Tort reform isn’t worth the savings (imho) and State Lines would just engender a race to the bottom as states fight each other to have the most lax insurance regulations. The bottom line is the Republican solutions make things worse.
I am not oblivious to the economic issues regarding pre-existing conditions. A lot of the defined conditions are bullshit, and the insurance industry needs to be taken to task. As a fiscal conservative, I have a lot of interest in the government funded catastrophic plans. But let’s not avoid the issue of what an individual’s duty to “the pool” is.
I keep seeing it hammered that everyone has a duty to take care of everyone else - so then, doesn’t a person with a legitimate pre-existing condition owe a little more to that pool?
My business is US based, so it’ll be subject to the same regulations it is now. And since I already pay US taxes, at least then I’d be able to derive some benefit.
I think you meant to say that “politician’s” solutions make things worse.
Wouldn’t insurance companies who dog pile into states with crappy insurance regulations basically be cutting their own throats? If the regulations are shoddy at best that would mean that their product being sold is also shoddy, and so would eventually hurt the companies bottom line. They (the insurance companies) are going to have to have a certain level of quality if they want to be profitable, right?
I left 8 years and re-tried applying last year and was again declined by everyone - they said they could not help me with any policies they offered. Strings that when I applied for my UK-based private insurance and disclosed my condition, nothing was said except “welcome to your new policy”.
A pre-existing condition can be defined as almost anything. Have a wart removed and you have a pre-existing condition. Go for the most minor of operations and it becomes a pre-existing condition and a reason for health insurance companies to deny you access to care that you paid for.
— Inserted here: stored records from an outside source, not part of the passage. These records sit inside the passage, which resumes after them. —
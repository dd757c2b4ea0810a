//! Pure state transition function.
//!
//! The transition function takes the current classification and an event and
//! returns the new classification, or an error if the event is not allowed in
//! the current state. It has no side effects; a rejected event leaves the
//! caller's value untouched.
//!
//! Each phase has its own handler module with co-located tests:
//! - `selection`: title/abstract screening decisions
//! - `extraction`: full-text extraction decisions
//! - `duplicate`: duplicate marking

mod duplicate;
mod extraction;
mod selection;

use thiserror::Error;

use super::event::{ClassificationEvent, Phase};
use super::state::{ClassificationStatus, StudyClassification};

/// Errors raised by classification transitions.
#[derive(Debug, Clone, PartialEq, Eq, Error)]
pub enum TransitionError {
    /// A study rejected at selection cannot be pulled into extraction.
    #[error("a study excluded during selection can not be included during extraction")]
    ExcludedInSelection,

    /// The status exists but cannot be requested through this phase.
    #[error("status {status} can not be assigned during {phase}; mark the study as duplicated instead")]
    StatusNotAssignable {
        phase: Phase,
        status: ClassificationStatus,
    },

    /// A stored status pair that no sequence of transitions produces.
    #[error("inconsistent classification: selection {selection}, extraction {extraction}")]
    Inconsistent {
        selection: ClassificationStatus,
        extraction: ClassificationStatus,
    },

    /// A study review was marked as a duplicate of itself.
    #[error("a study review can not be marked as a duplicate of itself")]
    SelfDuplicate,
}

/// Result of a successful transition.
#[derive(Debug, Clone, Copy, PartialEq, Eq)]
pub struct TransitionResult {
    /// Classification before the event.
    pub from: StudyClassification,
    /// Classification after the event.
    pub to: StudyClassification,
}

impl TransitionResult {
    pub fn new(from: StudyClassification, to: StudyClassification) -> Self {
        Self { from, to }
    }

    /// Returns true if the event did not change either status.
    pub fn is_no_change(&self) -> bool {
        self.from == self.to
    }
}

/// Pure state transition function.
///
/// Given the current classification and an event, returns the old and new
/// classification. Errors leave nothing to undo since nothing is mutated.
pub fn transition(
    state: StudyClassification,
    event: ClassificationEvent,
) -> Result<TransitionResult, TransitionError> {
    let next = match event {
        ClassificationEvent::IncludeInSelection => selection::include(state),
        ClassificationEvent::ExcludeInSelection => selection::exclude(state),
        ClassificationEvent::UnclassifyInSelection => selection::unclassify(state),
        ClassificationEvent::IncludeInExtraction => extraction::include(state)?,
        ClassificationEvent::ExcludeInExtraction => extraction::exclude(state),
        ClassificationEvent::UnclassifyInExtraction => extraction::unclassify(state),
        ClassificationEvent::MarkAsDuplicated => duplicate::mark(state),
    };
    Ok(TransitionResult::new(state, next))
}

/// In-place operations, one per event.
///
/// Each returns the post-transition pair. The only fallible one is
/// `include_in_extraction`, which leaves `self` unchanged on error.
impl StudyClassification {
    /// Apply an event in place.
    pub fn apply(
        &mut self,
        event: ClassificationEvent,
    ) -> Result<TransitionResult, TransitionError> {
        let result = transition(*self, event)?;
        *self = result.to;
        Ok(result)
    }

    pub fn include_in_selection(&mut self) -> StudyClassification {
        *self = selection::include(*self);
        *self
    }

    pub fn exclude_in_selection(&mut self) -> StudyClassification {
        *self = selection::exclude(*self);
        *self
    }

    pub fn unclassify_in_selection(&mut self) -> StudyClassification {
        *self = selection::unclassify(*self);
        *self
    }

    pub fn include_in_extraction(&mut self) -> Result<StudyClassification, TransitionError> {
        *self = extraction::include(*self)?;
        Ok(*self)
    }

    pub fn exclude_in_extraction(&mut self) -> StudyClassification {
        *self = extraction::exclude(*self);
        *self
    }

    pub fn unclassify_in_extraction(&mut self) -> StudyClassification {
        *self = extraction::unclassify(*self);
        *self
    }

    pub fn mark_as_duplicated(&mut self) -> StudyClassification {
        *self = duplicate::mark(*self);
        *self
    }
}

#[cfg(test)]
pub(crate) mod tests {
    use super::*;
    use proptest::prelude::*;
    use ClassificationStatus::{Duplicated, Excluded, Included, Unclassified};

    pub(crate) fn state(
        selection: ClassificationStatus,
        extraction: ClassificationStatus,
    ) -> StudyClassification {
        StudyClassification::from_statuses(selection, extraction).unwrap()
    }

    fn pair(classification: StudyClassification) -> (ClassificationStatus, ClassificationStatus) {
        (classification.selection(), classification.extraction())
    }

    #[test]
    fn test_include_in_extraction_from_unclassified_includes_both() {
        let result = transition(
            state(Unclassified, Unclassified),
            ClassificationEvent::IncludeInExtraction,
        )
        .unwrap();
        assert_eq!(pair(result.to), (Included, Included));
    }

    #[test]
    fn test_exclude_in_selection_from_unclassified_excludes_both() {
        let result = transition(
            state(Unclassified, Unclassified),
            ClassificationEvent::ExcludeInSelection,
        )
        .unwrap();
        assert_eq!(pair(result.to), (Excluded, Excluded));
    }

    #[test]
    fn test_exclude_in_selection_cascades_over_included_extraction() {
        let result = transition(
            state(Included, Included),
            ClassificationEvent::ExcludeInSelection,
        )
        .unwrap();
        assert_eq!(pair(result.to), (Excluded, Excluded));
    }

    #[test]
    fn test_exclude_in_selection_keeps_excluded_extraction() {
        let result = transition(
            state(Included, Excluded),
            ClassificationEvent::ExcludeInSelection,
        )
        .unwrap();
        assert_eq!(pair(result.to), (Excluded, Excluded));
    }

    #[test]
    fn test_include_in_extraction_rejected_after_selection_exclusion() {
        let before = state(Excluded, Unclassified);
        let result = transition(before, ClassificationEvent::IncludeInExtraction);
        assert_eq!(result, Err(TransitionError::ExcludedInSelection));

        let mut classification = before;
        assert!(classification.include_in_extraction().is_err());
        assert_eq!(classification, before);
    }

    #[test]
    fn test_exclude_in_extraction_from_unclassified_excludes_both() {
        let result = transition(
            state(Unclassified, Unclassified),
            ClassificationEvent::ExcludeInExtraction,
        )
        .unwrap();
        assert_eq!(pair(result.to), (Excluded, Excluded));
    }

    #[test]
    fn test_apply_mutates_in_place_and_reports_both_ends() {
        let mut classification = StudyClassification::new();
        let result = classification
            .apply(ClassificationEvent::IncludeInSelection)
            .unwrap();
        assert_eq!(pair(result.from), (Unclassified, Unclassified));
        assert_eq!(pair(result.to), (Included, Unclassified));
        assert_eq!(classification, result.to);
        assert!(!result.is_no_change());
    }

    #[test]
    fn test_apply_error_leaves_value_untouched() {
        let mut classification = state(Excluded, Excluded);
        let before = classification;
        assert!(classification
            .apply(ClassificationEvent::IncludeInExtraction)
            .is_err());
        assert_eq!(classification, before);
    }

    #[test]
    fn test_repeated_event_is_no_change() {
        let mut classification = state(Included, Unclassified);
        let result = classification
            .apply(ClassificationEvent::IncludeInSelection)
            .unwrap();
        assert!(result.is_no_change());
    }

    #[test]
    fn test_in_place_methods_return_post_transition_pair() {
        let mut classification = StudyClassification::new();
        assert_eq!(pair(classification.include_in_selection()), (Included, Unclassified));
        assert_eq!(
            pair(classification.include_in_extraction().unwrap()),
            (Included, Included)
        );
        assert_eq!(pair(classification.unclassify_in_extraction()), (Included, Unclassified));
        assert_eq!(pair(classification.exclude_in_extraction()), (Included, Excluded));
        assert_eq!(pair(classification.exclude_in_selection()), (Excluded, Excluded));
        assert_eq!(
            pair(classification.unclassify_in_selection()),
            (Unclassified, Unclassified)
        );
        assert_eq!(pair(classification.mark_as_duplicated()), (Duplicated, Duplicated));
    }

    // =========================================================================
    // Property-based tests
    // =========================================================================

    pub(crate) fn arb_event() -> impl Strategy<Value = ClassificationEvent> {
        prop_oneof![
            Just(ClassificationEvent::IncludeInSelection),
            Just(ClassificationEvent::ExcludeInSelection),
            Just(ClassificationEvent::UnclassifyInSelection),
            Just(ClassificationEvent::IncludeInExtraction),
            Just(ClassificationEvent::ExcludeInExtraction),
            Just(ClassificationEvent::UnclassifyInExtraction),
            Just(ClassificationEvent::MarkAsDuplicated),
        ]
    }

    /// Any classification reachable from a fresh record.
    pub(crate) fn arb_reachable_state() -> impl Strategy<Value = StudyClassification> {
        proptest::collection::vec(arb_event(), 0..12).prop_map(|events| {
            let mut classification = StudyClassification::new();
            for event in events {
                let _ = classification.apply(event);
            }
            classification
        })
    }

    proptest! {
        /// Property: extraction INCLUDED never coexists with selection EXCLUDED.
        #[test]
        fn included_extraction_never_follows_excluded_selection(
            events in proptest::collection::vec(arb_event(), 0..40)
        ) {
            let mut classification = StudyClassification::new();
            for event in events {
                let _ = classification.apply(event);
                prop_assert!(
                    !(classification.extraction() == Included
                        && classification.selection() == Excluded),
                    "reached {} after {:?}",
                    classification,
                    event
                );
            }
        }

        /// Property: unclassifying in selection always reaches the initial state.
        #[test]
        fn unclassify_in_selection_resets_everything(start in arb_reachable_state()) {
            let mut classification = start;
            classification.unclassify_in_selection();
            prop_assert_eq!(classification, StudyClassification::new());
            // Applying it again stays at the fixed point.
            classification.unclassify_in_selection();
            prop_assert_eq!(classification, StudyClassification::new());
        }

        /// Property: a rejected event never changes the state.
        #[test]
        fn rejected_events_change_nothing(start in arb_reachable_state(), event in arb_event()) {
            let mut classification = start;
            if classification.apply(event).is_err() {
                prop_assert_eq!(classification, start);
            }
        }

        /// Property: every reachable state survives a JSON round-trip.
        #[test]
        fn reachable_states_deserialize(start in arb_reachable_state()) {
            let json = serde_json::to_string(&start).unwrap();
            let back: StudyClassification = serde_json::from_str(&json).unwrap();
            prop_assert_eq!(back, start);
        }

        /// Property: unclassifying in extraction never touches selection.
        #[test]
        fn unclassify_in_extraction_keeps_selection(start in arb_reachable_state()) {
            let mut classification = start;
            classification.unclassify_in_extraction();
            prop_assert_eq!(classification.selection(), start.selection());
            prop_assert_eq!(classification.extraction(), Unclassified);
        }
    }
}
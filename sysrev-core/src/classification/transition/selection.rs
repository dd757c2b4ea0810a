//! Selection transitions.

use crate::classification::state::{ClassificationStatus, StudyClassification};

/// Include at selection. Extraction is unaffected.
pub fn include(state: StudyClassification) -> StudyClassification {
    StudyClassification::with_statuses(ClassificationStatus::Included, state.extraction())
}

/// Exclude at selection.
///
/// An extraction that is INCLUDED or still UNCLASSIFIED is excluded as well;
/// an extraction already EXCLUDED or DUPLICATED is kept as it is.
pub fn exclude(state: StudyClassification) -> StudyClassification {
    let extraction = match state.extraction() {
        ClassificationStatus::Included | ClassificationStatus::Unclassified => {
            ClassificationStatus::Excluded
        }
        other @ (ClassificationStatus::Excluded | ClassificationStatus::Duplicated) => other,
    };
    StudyClassification::with_statuses(ClassificationStatus::Excluded, extraction)
}

/// Unclassify at selection. A study that is no longer screened cannot keep
/// a downstream extraction decision, so both phases are reset.
pub fn unclassify(_state: StudyClassification) -> StudyClassification {
    StudyClassification::new()
}
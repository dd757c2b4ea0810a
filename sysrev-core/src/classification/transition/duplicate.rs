//! Duplicate marking.

use crate::classification::state::{ClassificationStatus, StudyClassification};

/// Mark the study as a duplicate in both phases.
///
/// Which study is kept is the caller's concern; the classification only
/// records that this one is out of the review.
pub fn mark(_state: StudyClassification) -> StudyClassification {
    StudyClassification::with_statuses(
        ClassificationStatus::Duplicated,
        ClassificationStatus::Duplicated,
    )
}

#[cfg(test)]
mod tests {
    use super::super::tests::state;
    use super::*;
    use ClassificationStatus::{Duplicated, Excluded, Included, Unclassified};

    #[test]
    fn test_mark_overrides_any_decision() {
        for (selection, extraction) in [
            (Unclassified, Unclassified),
            (Included, Included),
            (Excluded, Excluded),
        ] {
            let next = mark(state(selection, extraction));
            assert_eq!((next.selection(), next.extraction()), (Duplicated, Duplicated));
        }
    }
}
//! Repository abstraction for study review persistence.
//!
//! This module defines the `StudyReviewRepository` trait that abstracts
//! storage of systematic studies, study reviews and their classification
//! history. Implementations can provide different backends (in-memory,
//! SQLite, etc.).

mod memory;
pub mod sqlite;

#[cfg(test)]
pub(crate) mod test_utils;

pub use memory::InMemoryRepository;
pub use sqlite::SqliteRepository;

use async_trait::async_trait;
use serde::{Deserialize, Serialize};
use thiserror::Error;

use sysrev_core::{
    ClassificationEvent, ResearcherId, StudyClassification, StudyReview, StudyReviewId,
    SystematicStudy, SystematicStudyId, TransitionResult,
};

/// Errors raised by repository backends.
#[derive(Debug, Clone, PartialEq, Eq, Error)]
pub enum RepositoryError {
    /// The backend failed to execute an operation.
    #[error("storage error during {operation}: {message}")]
    Storage {
        operation: &'static str,
        message: String,
    },

    /// Stored data could not be decoded.
    #[error("corrupt {what} in storage")]
    Corruption { what: &'static str },
}

impl RepositoryError {
    pub fn storage(operation: &'static str, message: impl Into<String>) -> Self {
        Self::Storage {
            operation,
            message: message.into(),
        }
    }

    pub fn corruption(what: &'static str) -> Self {
        Self::Corruption { what }
    }
}

/// One successful classification transition of one study review.
#[derive(Debug, Clone, PartialEq, Eq, Serialize, Deserialize)]
#[serde(rename_all = "camelCase")]
pub struct HistoryEntry {
    /// Storage id; 0 until the entry has been saved.
    pub id: i64,
    pub systematic_study_id: SystematicStudyId,
    pub study_review_id: StudyReviewId,
    pub event: ClassificationEvent,
    pub from: StudyClassification,
    pub to: StudyClassification,
    /// Unix timestamp (seconds).
    pub recorded_at: i64,
}

impl HistoryEntry {
    /// Describe a transition that just happened to `review`.
    pub fn new(review: &StudyReview, event: ClassificationEvent, result: &TransitionResult) -> Self {
        Self {
            id: 0,
            systematic_study_id: review.systematic_study_id(),
            study_review_id: review.id(),
            event,
            from: result.from,
            to: result.to,
            recorded_at: chrono::Utc::now().timestamp(),
        }
    }
}

/// Repository trait for systematic studies and their study reviews.
///
/// Study reviews are keyed by `(systematic study, study review id)`. All
/// writes are upserts; concurrent writers to the same record are
/// last-write-wins.
#[async_trait]
pub trait StudyReviewRepository: Send + Sync {
    // =========================================================================
    // Systematic studies
    // =========================================================================

    /// Get a systematic study, returning None if not found.
    async fn get_systematic_study(
        &self,
        id: SystematicStudyId,
    ) -> Result<Option<SystematicStudy>, RepositoryError>;

    /// Store a systematic study (upsert semantics).
    async fn put_systematic_study(&self, study: &SystematicStudy) -> Result<(), RepositoryError>;

    /// Systematic studies the researcher collaborates on, ordered by id.
    async fn get_systematic_studies_for(
        &self,
        researcher: ResearcherId,
    ) -> Result<Vec<SystematicStudy>, RepositoryError>;

    // =========================================================================
    // Study reviews
    // =========================================================================

    /// Reserve the next study review id within a systematic study.
    ///
    /// Ids start at 1 and are never handed out twice, even if the record
    /// using an id is never saved.
    async fn next_study_review_id(
        &self,
        systematic_study: SystematicStudyId,
    ) -> Result<StudyReviewId, RepositoryError>;

    /// Get a study review, returning None if not found.
    async fn get(
        &self,
        systematic_study: SystematicStudyId,
        id: StudyReviewId,
    ) -> Result<Option<StudyReview>, RepositoryError>;

    /// Store a study review (upsert semantics).
    async fn put(&self, review: &StudyReview) -> Result<(), RepositoryError>;

    /// Store study reviews and append a history entry in one atomic step.
    async fn put_with_history(
        &self,
        reviews: &[StudyReview],
        entry: &HistoryEntry,
    ) -> Result<(), RepositoryError>;

    /// Delete a study review together with its history.
    async fn delete(
        &self,
        systematic_study: SystematicStudyId,
        id: StudyReviewId,
    ) -> Result<Option<StudyReview>, RepositoryError>;

    /// All study reviews of a systematic study, ordered by id.
    async fn get_all(
        &self,
        systematic_study: SystematicStudyId,
    ) -> Result<Vec<StudyReview>, RepositoryError>;

    /// Study reviews found through a given search source, ordered by id.
    async fn get_by_search_source(
        &self,
        systematic_study: SystematicStudyId,
        search_source: &str,
    ) -> Result<Vec<StudyReview>, RepositoryError>;

    // =========================================================================
    // Classification history
    // =========================================================================

    /// History of one study review, oldest first.
    async fn get_history(
        &self,
        systematic_study: SystematicStudyId,
        id: StudyReviewId,
    ) -> Result<Vec<HistoryEntry>, RepositoryError>;
}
Sigh. This thread is every bit as depressing as I imagined it would be. I hope Obama finally grows some goddamned balls, tells the Republicans to fuck off with their obstructionist nonsense and creates a bill that lets us join the civilized world on this issue.
That isn’t what happened with the Credit Card industry.
Look, if costs are say 20% less (I’m making that number up, I’m not an insurance company) in South Dakota and you are able to sell across state lines what is going to happen? Every company will move there. Why? Because 20% off your operating costs means 20% to your profit margin. Every company that does not move to South Dakota must compete against a company that has lower costs. They will either move or be priced out of existence.
For the consumer, it doesn’t matter, they have to take what they can get. So whatever shitty regulations South Dakota has become the new baseline.
This has happened before, the exact same thing happened to Credit Cards.